:: Exercise objective ::
Output every line from the beginning of the records through the line that contains "names holding doubles", exactly as it appears.

[Saved data entries]
=== Section Start ===

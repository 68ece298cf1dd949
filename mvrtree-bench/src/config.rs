//! Benchmark configuration

use std::path::{Path, PathBuf};

use mvrtree::{PropertyKind, PropertySet, PropertyValue};
use thiserror::Error;

/// Property names holding unsigned integers
const UNSIGNED_PROPERTIES: &[&str] = &[
    "Dimension",
    "IndexCapacity",
    "LeafCapacity",
    "IndexPoolCapacity",
    "LeafPoolCapacity",
    "RegionPoolCapacity",
    "PointPoolCapacity",
    "NearMinimumOverlapFactor",
];

/// Property names holding doubles
const DOUBLE_PROPERTIES: &[&str] = &[
    "FillFactor",
    "SplitDistributionFactor",
    "ReinsertFactor",
    "StrongVersionOverflow",
    "VersionUnderflow",
];

#[derive(Debug, Error)]
pub enum ConfigError {
    #[error("cannot read config file {path:?}: {source}")]
    Unreadable {
        path: PathBuf,
        #[source]
        source: std::io::Error,
    },
}

/// Kind of value a property holds. Unknown names are booleans.
pub fn classify(name: &str) -> PropertyKind {
    if UNSIGNED_PROPERTIES.contains(&name) {
        PropertyKind::UnsignedInt
    } else if DOUBLE_PROPERTIES.contains(&name) {
        PropertyKind::Double
    } else {
        PropertyKind::Bool
    }
}

fn parse_value(name: &str, token: &str) -> Option<PropertyValue> {
    match classify(name) {
        PropertyKind::UnsignedInt => token.parse().ok().map(PropertyValue::UnsignedInt),
        PropertyKind::Double => token.parse().ok().map(PropertyValue::Double),
        // anything but a literal zero counts as true
        PropertyKind::Bool => Some(PropertyValue::Bool(
            token.parse::<i64>().map(|v| v != 0).unwrap_or(true),
        )),
    }
}

/// Parse `name value` pairs, one per line.
///
/// Lines with fewer than two tokens are skipped and tokens after the second
/// are ignored. A numeric value that does not parse drops its pair with a
/// warning. A repeated name keeps the last value.
pub fn parse_properties(text: &str) -> PropertySet {
    let mut properties = PropertySet::new();

    for (line_no, line) in text.lines().enumerate() {
        let mut tokens = line.split_whitespace();
        let (name, token) = match (tokens.next(), tokens.next()) {
            (Some(name), Some(token)) => (name, token),
            _ => continue,
        };

        match parse_value(name, token) {
            Some(value) => {
                properties.set(name, value);
            }
            None => log::warn!(
                "Skipping property {} on line {}: {:?} is not a valid {} value",
                name,
                line_no + 1,
                token,
                classify(name)
            ),
        }
    }
    properties
}

/// Reads index properties from a flat key/value file.
pub struct ConfigLoader;

impl ConfigLoader {
    pub fn load(path: impl AsRef<Path>) -> Result<PropertySet, ConfigError> {
        let path = path.as_ref();
        let text = std::fs::read_to_string(path).map_err(|source| ConfigError::Unreadable {
            path: path.to_path_buf(),
            source,
        })?;

        let properties = parse_properties(&text);
        log::debug!("Loaded {} properties from {:?}", properties.len(), path);
        Ok(properties)
    }
}

/// Configuration for harness runs
#[derive(Debug, Clone)]
pub struct BenchConfig {
    /// Pages the index buffer keeps in memory
    pub buffer_pages: usize,
    /// Bytes stored with every inserted entry
    pub payload_size: usize,
    /// Appended to the index name to form the storage file
    pub storage_extension: String,
}

impl Default for BenchConfig {
    fn default() -> Self {
        Self {
            buffer_pages: 10,
            payload_size: 1,
            storage_extension: "mvrtree".to_string(),
        }
    }
}

impl BenchConfig {
    pub fn new() -> Self {
        Self::default()
    }

    pub fn storage_path(&self, index_name: &str) -> PathBuf {
        PathBuf::from(format!("{}.{}", index_name, self.storage_extension))
    }
}
//! Multi-version R-Tree benchmarks

use criterion::{criterion_group, criterion_main, BenchmarkId, Criterion};
use mvrtree::{
    DataItem, DiskStorage, MVRTree, MultiVersionIndex, NodeView, PageBuffer, PropertySet,
    PropertyValue, TemporalRegion, Visitor,
};
use std::hint::black_box;
use std::path::Path;
use tempfile::tempdir;

#[derive(Default)]
struct CountingVisitor {
    nodes: u64,
    results: u64,
}

impl Visitor for CountingVisitor {
    fn visit_node(&mut self, _node: &NodeView<'_>) {
        self.nodes += 1;
    }

    fn visit_data(&mut self, _item: &DataItem<'_>) {
        self.results += 1;
    }
}

fn create_tree(path: &Path) -> MVRTree {
    let mut properties = PropertySet::new();
    properties.set("Dimension", PropertyValue::UnsignedInt(2));
    let storage = DiskStorage::create(path).unwrap();
    MVRTree::create(PageBuffer::new(storage, 64), &properties).unwrap()
}

fn region(i: u64) -> TemporalRegion {
    let x = (i % 100) as f64;
    let y = (i / 100) as f64;
    TemporalRegion::new([x, y], [x + 1.0, y + 1.0], i / 50, i / 50)
}

fn bench_mvrtree_insert(c: &mut Criterion) {
    let mut group = c.benchmark_group("MVRTree Insert");

    for size in [100u64, 1000, 10000].iter() {
        group.bench_with_input(BenchmarkId::from_parameter(size), size, |b, &size| {
            b.iter_with_setup(
                || {
                    let dir = tempdir().unwrap();
                    let path = dir.path().join("bench.mvrtree");
                    (create_tree(&path), dir)
                },
                |(tree, _dir)| {
                    for i in 0..size {
                        tree.insert_data(&[1], &region(i), i).unwrap();
                    }
                    black_box(tree.size())
                },
            );
        });
    }

    group.finish();
}

fn bench_mvrtree_query(c: &mut Criterion) {
    let mut group = c.benchmark_group("MVRTree Query");

    let dir = tempdir().unwrap();
    let tree = create_tree(&dir.path().join("bench.mvrtree"));
    for i in 0..10000 {
        tree.insert_data(&[1], &region(i), i).unwrap();
    }

    group.bench_function("window_10k", |b| {
        b.iter(|| {
            let query = TemporalRegion::new([25.0, 25.0], [75.0, 75.0], 40, 60);
            let mut visitor = CountingVisitor::default();
            tree.intersects_with_query(&query, &mut visitor).unwrap();
            black_box((visitor.nodes, visitor.results))
        });
    });

    group.finish();
}

criterion_group!(benches, bench_mvrtree_insert, bench_mvrtree_query);
criterion_main!(benches);
//! Build-or-reopen driver and result reporting.

use std::fmt::{Display, Formatter};
use std::io::Write;
use std::path::PathBuf;

use mvrtree::{DiskStorage, MVRTree, MultiVersionIndex, PageBuffer, PropertySet, TemporalRegion};
use rand::rngs::StdRng;
use rand::{Rng, SeedableRng};

use crate::config::{BenchConfig, ConfigLoader};
use crate::data_gen::{Clock, WorkloadGenerator};
use crate::errors::{HarnessError, HarnessResult};
use crate::visitors::{IoAccountingVisitor, IoStats, RootExtentProbe};

/// Process exit code for every failed run
pub const EXIT_FAILURE: i32 = -1;

/// The two accepted command lines.
#[derive(Debug, Clone, PartialEq, Eq)]
pub enum Invocation {
    /// Create a fresh index, insert, then query
    Build {
        index_name: String,
        query_count: u64,
        insertion_count: u64,
        config_path: PathBuf,
    },
    /// Reopen an existing index and query it
    Reopen { index_name: String, query_count: u64 },
}

fn parse_count(name: &'static str, value: &str) -> HarnessResult<u64> {
    value
        .parse()
        .map_err(|source| HarnessError::InvalidArgument {
            name,
            value: value.to_string(),
            source,
        })
}

impl Invocation {
    /// Parse the full argument vector, program name included.
    pub fn from_args(args: &[String]) -> HarnessResult<Self> {
        match args {
            [_, index_name, query_count, insertion_count, config_path] => Ok(Invocation::Build {
                index_name: index_name.clone(),
                query_count: parse_count("query count", query_count)?,
                insertion_count: parse_count("insertion count", insertion_count)?,
                config_path: PathBuf::from(config_path),
            }),
            [_, index_name, query_count] => Ok(Invocation::Reopen {
                index_name: index_name.clone(),
                query_count: parse_count("query count", query_count)?,
            }),
            _ => Err(HarnessError::Usage {
                program: program_name(args),
                given: args.len().saturating_sub(1),
            }),
        }
    }

    pub fn index_name(&self) -> &str {
        match self {
            Invocation::Build { index_name, .. } | Invocation::Reopen { index_name, .. } => {
                index_name
            }
        }
    }

    pub fn query_count(&self) -> u64 {
        match self {
            Invocation::Build { query_count, .. } | Invocation::Reopen { query_count, .. } => {
                *query_count
            }
        }
    }
}

fn program_name(args: &[String]) -> String {
    args.first()
        .cloned()
        .unwrap_or_else(|| env!("CARGO_PKG_NAME").to_string())
}

pub fn usage(program: &str) -> String {
    format!(
        "Usage: {program} <indexName> <queryCount> <insertionCount> <configPath>\n       {program} <indexName> <queryCount>"
    )
}

/// What a completed run measured.
#[derive(Debug, Clone, PartialEq)]
pub struct RunReport {
    /// Root region after the workload, `None` for an empty index
    pub extent: Option<TemporalRegion>,
    /// Insertions plus queries issued
    pub operations: u64,
    /// Clock value when the run ended
    pub time: u64,
    /// Index summary as printed by the index itself
    pub summary: String,
    pub io: IoStats,
    pub buffer_hits: u64,
}

impl Display for RunReport {
    fn fmt(&self, f: &mut Formatter<'_>) -> std::fmt::Result {
        match &self.extent {
            Some(extent) => writeln!(f, "Indexed space: {}", extent)?,
            None => writeln!(f, "Indexed space: empty")?,
        }
        writeln!(f, "Operations: {}", self.operations)?;
        writeln!(f, "{}", self.summary)?;
        writeln!(f, "Index I/O: {}", self.io.index_node_visits)?;
        writeln!(f, "Leaf I/O: {}", self.io.leaf_node_visits)?;
        write!(f, "Buffer hits: {}", self.buffer_hits)
    }
}

/// Drives one workload against one index.
pub struct Harness<R: Rng> {
    config: BenchConfig,
    generator: WorkloadGenerator,
    rng: R,
}

impl Harness<StdRng> {
    pub fn new(config: BenchConfig) -> Self {
        Self::with_rng(config, StdRng::from_entropy())
    }

    /// Reproducible workload for a given seed
    pub fn seeded(config: BenchConfig, seed: u64) -> Self {
        Self::with_rng(config, StdRng::seed_from_u64(seed))
    }
}

impl<R: Rng> Harness<R> {
    pub fn with_rng(config: BenchConfig, rng: R) -> Self {
        Self {
            config,
            generator: WorkloadGenerator::default(),
            rng,
        }
    }

    pub fn with_generator(mut self, generator: WorkloadGenerator) -> Self {
        self.generator = generator;
        self
    }

    /// Run the workload. Matched identifiers go to `out`, diagnostics and
    /// the final statistics block to `err`.
    pub fn run<O: Write, E: Write>(
        &mut self,
        invocation: &Invocation,
        out: &mut O,
        err: &mut E,
    ) -> HarnessResult<RunReport> {
        let path = self.config.storage_path(invocation.index_name());
        let mut operations = 0u64;

        let (tree, clock) = match invocation {
            Invocation::Build {
                insertion_count,
                config_path,
                ..
            } => {
                let properties = match ConfigLoader::load(config_path) {
                    Ok(properties) => properties,
                    Err(e) => {
                        writeln!(err, "{}", e)?;
                        PropertySet::new()
                    }
                };

                let storage = DiskStorage::create(&path)?;
                let buffer = PageBuffer::new(storage, self.config.buffer_pages);
                let tree = MVRTree::create(buffer, &properties)?;

                let mut clock = Clock::new();
                let payload = vec![0u8; self.config.payload_size];
                for _ in 0..*insertion_count {
                    let region = self.generator.next_insertion_region(&mut self.rng, &mut clock);
                    tree.insert_data(&payload, &region, operations)?;
                    operations += 1;
                }
                log::debug!(
                    "Inserted {} entries into {:?}, time is {}",
                    insertion_count,
                    path,
                    clock.time()
                );
                (tree, clock)
            }
            Invocation::Reopen { .. } => {
                let storage = DiskStorage::open(&path)?;
                let buffer = PageBuffer::new(storage, self.config.buffer_pages);
                let tree = MVRTree::open(buffer)?;
                let clock = Clock::starting_at(tree.latest_version());
                (tree, clock)
            }
        };

        let io = self.query(&tree, invocation.query_count(), &clock, &mut operations, out)?;

        let mut probe = RootExtentProbe::new();
        tree.query_strategy(&mut probe)?;

        let report = RunReport {
            extent: probe.extent().copied(),
            operations,
            time: clock.time(),
            summary: tree.to_string(),
            io,
            buffer_hits: tree.buffer().hits(),
        };
        writeln!(err, "{}", report)?;

        tree.close()?;
        Ok(report)
    }

    fn query<O: Write>(
        &mut self,
        tree: &MVRTree,
        query_count: u64,
        clock: &Clock,
        operations: &mut u64,
        out: &mut O,
    ) -> HarnessResult<IoStats> {
        let mut visitor = IoAccountingVisitor::new(out);

        if clock.time() == 0 && query_count > 0 {
            log::warn!(
                "Skipping {} queries: the index holds no history yet",
                query_count
            );
            return Ok(visitor.finish()?);
        }

        for _ in 0..query_count {
            let region = self.generator.next_query_region(&mut self.rng, clock)?;
            tree.intersects_with_query(&region, &mut visitor)?;
            *operations += 1;
        }
        Ok(visitor.finish()?)
    }
}

/// Report a failed run on `err` and map it to the process exit code.
pub fn report_error<E: Write>(error: &HarnessError, err: &mut E) -> i32 {
    // nothing left to report to if stderr itself fails
    let _ = match error {
        HarnessError::Usage { program, .. } => writeln!(err, "{}", usage(program)),
        HarnessError::Engine(e) => writeln!(err, "******ERROR******\nindex error: {}", e),
        other => writeln!(err, "******ERROR******\nunknown error: {}", other),
    };
    EXIT_FAILURE
}

fn run_once<O: Write, E: Write>(
    args: &[String],
    out: &mut O,
    err: &mut E,
) -> HarnessResult<RunReport> {
    let invocation = Invocation::from_args(args)?;
    Harness::new(BenchConfig::default()).run(&invocation, out, err)
}

/// Parse `args`, run the harness with a fresh random seed and return the
/// process exit code.
pub fn run_main<O: Write, E: Write>(args: &[String], out: &mut O, err: &mut E) -> i32 {
    match run_once(args, out, err) {
        Ok(_) => 0,
        Err(e) => {
            log::error!("Harness run failed: {}", e);
            report_error(&e, err)
        }
    }
}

=== Section End ===

:: Reply to the exercise ::
repository 68ece298cf1dd949
filename mvrtree-bench/src/config.rs
//! Benchmark configuration

use std::path::{Path, PathBuf};

use mvrtree::{PropertyKind, PropertySet, PropertyValue};
use thiserror::Error;

/// Property names holding unsigned integers
const UNSIGNED_PROPERTIES: &[&str] = &[
    "Dimension",
    "IndexCapacity",
    "LeafCapacity",
    "IndexPoolCapacity",
    "LeafPoolCapacity",
    "RegionPoolCapacity",
    "PointPoolCapacity",
    "NearMinimumOverlapFactor",
];

/// Property names holding doubles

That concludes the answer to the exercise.